Papa Francisco pede orações pela famílias nesse mês de julho; veja relatos de famílias sobre dificuldades e união neste tempo de pandemia
Julia Beck
Da redação
Nesse mês de julho, a intenção de oração do Papa Francisco é pelas famílias. A escolha reforça a perseverança do Pontífice proposta em sua Exortação Apostólica “Amoris Laetitia”, comenta o presidente da Comissão Episcopal Pastoral para a Vida e a Família da Conferência Nacional dos Bispos do Brasil (CNBB), Dom Ricardo Hoepers. No documento citado pelo bispo, Francisco enfatiza que a família é uma prioridade na Igreja.
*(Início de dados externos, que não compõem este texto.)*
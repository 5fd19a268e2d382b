use crate::api_trait::ParticipantApi;
use crate::schema::{
    ordered_form_fields, ConfirmUploadRequest, InitiateRequest, InitiateResponse,
    UploadUrlRequest, UploadUrlResponse,
};
use async_trait::async_trait;
use reqwest::header::ACCEPT;
use reqwest::multipart::{Form, Part};
use reqwest::RequestBuilder;
use serde::de::DeserializeOwned;
use std::sync::Arc;
use std::time::Instant;
use voxload_core::config::TargetConfig;
use voxload_core::{ApiError, CallOutcome, Step, UploadTicket};
use voxload_metrics::MetricsSink;

const ACCEPT_VALUE: &str = "application/json, text/plain, */*";

/// Status code and body of a completed HTTP exchange.
struct Exchange {
    status: u16,
    body: Vec<u8>,
}

/// `reqwest`-backed participant API client.
///
/// Times every call and feeds one [`CallOutcome`] per call into the shared
/// [`MetricsSink`], whether the call succeeded or not.
pub struct HttpParticipantApi {
    client: reqwest::Client,
    api_base: String,
    user_agent: String,
    source: String,
    content_type: String,
    metrics: Arc<MetricsSink>,
}

impl HttpParticipantApi {
    pub fn new(target: &TargetConfig, metrics: Arc<MetricsSink>) -> Result<Self, ApiError> {
        let client = reqwest::Client::builder()
            .timeout(target.request_timeout())
            .user_agent(target.user_agent.clone())
            .build()
            .map_err(|e| ApiError::Transport(format!("failed to build HTTP client: {e}")))?;

        Ok(Self {
            client,
            api_base: target.api_base.trim_end_matches('/').to_string(),
            user_agent: target.user_agent.clone(),
            source: target.source.clone(),
            content_type: target.content_type.clone(),
            metrics,
        })
    }

    fn url(&self, path: &str) -> String {
        format!("{}/api/participant{}", self.api_base, path)
    }

    async fn execute(&self, request: RequestBuilder) -> Result<Exchange, ApiError> {
        let response = request.send().await.map_err(transport_error)?;
        let status = response.status().as_u16();
        let body = response.bytes().await.map_err(transport_error)?;
        Ok(Exchange {
            status,
            body: body.to_vec(),
        })
    }

    /// Send `request`, interpret the response and record the outcome.
    async fn observe<T>(
        &self,
        step: Step,
        request: RequestBuilder,
        interpret: impl FnOnce(&Exchange) -> Result<T, ApiError>,
    ) -> Result<T, ApiError> {
        let started = Instant::now();
        let exchange = self.execute(request).await;
        let latency = started.elapsed();

        let (http_status, result) = match exchange {
            Ok(exchange) => (Some(exchange.status), interpret(&exchange)),
            Err(e) => (None, Err(e)),
        };

        self.metrics.record_call(CallOutcome {
            step,
            http_status,
            latency,
            succeeded: result.is_ok(),
            failure: result.as_ref().err().map(ApiError::kind),
        });

        if let Err(e) = &result {
            tracing::debug!(step = step.as_str(), status = ?http_status, "call failed: {e}");
        }
        result
    }
}

fn transport_error(e: reqwest::Error) -> ApiError {
    if e.is_timeout() {
        ApiError::Transport(format!("request timed out: {e}"))
    } else {
        ApiError::Transport(e.to_string())
    }
}

fn expect_status(expected: u16) -> impl FnOnce(&Exchange) -> Result<(), ApiError> {
    move |exchange| {
        if exchange.status == expected {
            Ok(())
        } else {
            Err(ApiError::Protocol {
                status: exchange.status,
            })
        }
    }
}

fn parse_json<T: DeserializeOwned>(exchange: &Exchange) -> Result<T, ApiError> {
    if !(200..300).contains(&exchange.status) {
        return Err(ApiError::Protocol {
            status: exchange.status,
        });
    }
    serde_json::from_slice(&exchange.body).map_err(|e| ApiError::Parse(e.to_string()))
}

#[async_trait]
impl ParticipantApi for HttpParticipantApi {
    async fn initiate(&self, project_id: &str, display_name: &str) -> Result<String, ApiError> {
        let body = InitiateRequest {
            name: display_name,
            pin: "",
            tag_id_list: Vec::new(),
            user_agent: &self.user_agent,
            source: &self.source,
        };
        let request = self
            .client
            .post(self.url(&format!("/projects/{project_id}/conversations/initiate")))
            .header(ACCEPT, ACCEPT_VALUE)
            .json(&body);

        self.observe(Step::Initiate, request, |exchange| {
            parse_json::<InitiateResponse>(exchange)?
                .into_id()
                .ok_or_else(|| ApiError::Parse("response has no conversation id".to_string()))
        })
        .await
    }

    async fn request_upload_slot(
        &self,
        conversation_id: &str,
        filename: &str,
        content_type: &str,
    ) -> Result<UploadTicket, ApiError> {
        let body = UploadUrlRequest {
            filename,
            content_type,
            conversation_id,
        };
        let request = self
            .client
            .post(self.url(&format!("/conversations/{conversation_id}/get-upload-url")))
            .header(ACCEPT, ACCEPT_VALUE)
            .json(&body);

        self.observe(Step::GetUploadUrl, request, |exchange| {
            parse_json::<UploadUrlResponse>(exchange).map(UploadTicket::from)
        })
        .await
    }

    async fn upload_bytes(
        &self,
        ticket: &UploadTicket,
        chunk_bytes: &[u8],
        filename: &str,
    ) -> Result<(), ApiError> {
        let mut form = Form::new();
        for (name, value) in ordered_form_fields(&ticket.form_fields) {
            form = form.text(name.to_string(), value.to_string());
        }
        let file_part = || Part::bytes(chunk_bytes.to_vec()).file_name(filename.to_string());
        let file = file_part()
            .mime_str(&self.content_type)
            .unwrap_or_else(|_| file_part());
        form = form.part("file", file);

        let request = self.client.post(&ticket.upload_url).multipart(form);
        self.observe(Step::UploadToStorage, request, expect_status(204))
            .await
    }

    async fn confirm_upload(
        &self,
        conversation_id: &str,
        ticket: &UploadTicket,
        timestamp: &str,
    ) -> Result<(), ApiError> {
        let body = ConfirmUploadRequest {
            chunk_id: &ticket.chunk_id,
            file_url: &ticket.file_url,
            timestamp,
            source: &self.source,
        };
        let request = self
            .client
            .post(self.url(&format!("/conversations/{conversation_id}/confirm-upload")))
            .header(ACCEPT, ACCEPT_VALUE)
            .json(&body);

        self.observe(Step::ConfirmUpload, request, expect_status(200))
            .await
    }

    async fn finish(&self, conversation_id: &str) -> Result<(), ApiError> {
        let request = self
            .client
            .post(self.url(&format!("/conversations/{conversation_id}/finish")))
            .header(ACCEPT, ACCEPT_VALUE);

        self.observe(Step::Finish, request, expect_status(200)).await
    }
}

#[cfg(test)]
mod tests {
    use super::*;

    fn api(base: &str) -> HttpParticipantApi {
        let target = TargetConfig {
            api_base: base.to_string(),
            ..Default::default()
        };
        HttpParticipantApi::new(&target, Arc::new(MetricsSink::new())).unwrap()
    }

    #[test]
    fn test_url_strips_trailing_slash() {
        let api = api("https://api.example.test/");
        assert_eq!(
            api.url("/conversations/abc/finish"),
            "https://api.example.test/api/participant/conversations/abc/finish"
        );
    }

    #[test]
    fn test_expect_status_exact_match_only() {
        let ok = Exchange {
            status: 204,
            body: Vec::new(),
        };
        assert!(expect_status(204)(&ok).is_ok());
        assert_eq!(
            expect_status(200)(&ok),
            Err(ApiError::Protocol { status: 204 })
        );
    }

    #[test]
    fn test_parse_json_rejects_non_success_status() {
        let exchange = Exchange {
            status: 503,
            body: br#"{"id":"abc"}"#.to_vec(),
        };
        let result = parse_json::<InitiateResponse>(&exchange);
        assert!(matches!(result, Err(ApiError::Protocol { status: 503 })));
    }

    #[test]
    fn test_parse_json_malformed_body() {
        let exchange = Exchange {
            status: 200,
            body: b"<html>gateway</html>".to_vec(),
        };
        let result = parse_json::<InitiateResponse>(&exchange);
        assert!(matches!(result, Err(ApiError::Parse(_))));
    }
}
Dom Ricardo, que é bispo de Rio Grande (RS), destaca que não é de hoje que as intenções do Papa são dirigidas para as famílias, interpelando os cristãos a reconhecerem que todas as alegrias, angústias e esperanças da humanidade passam pela família.
Membro também da Comissão da CNBB para a Vida e a Família, o bispo de Campo Mourão (PR), Dom Bruno Elizeu Versari, frisa que o Santo Padre demonstra clara consciência de que a família é a célula base da sociedade e da fé. “O primeiro ensinamento que recebemos da fé é na família. O testemunho dos pais, a vida de oração e a vivência da fé é algo fundamental para que a criança, o jovem cresça com os princípios básicos da fé. Isso, para o Papa é muito importante, assim como para a Igreja”.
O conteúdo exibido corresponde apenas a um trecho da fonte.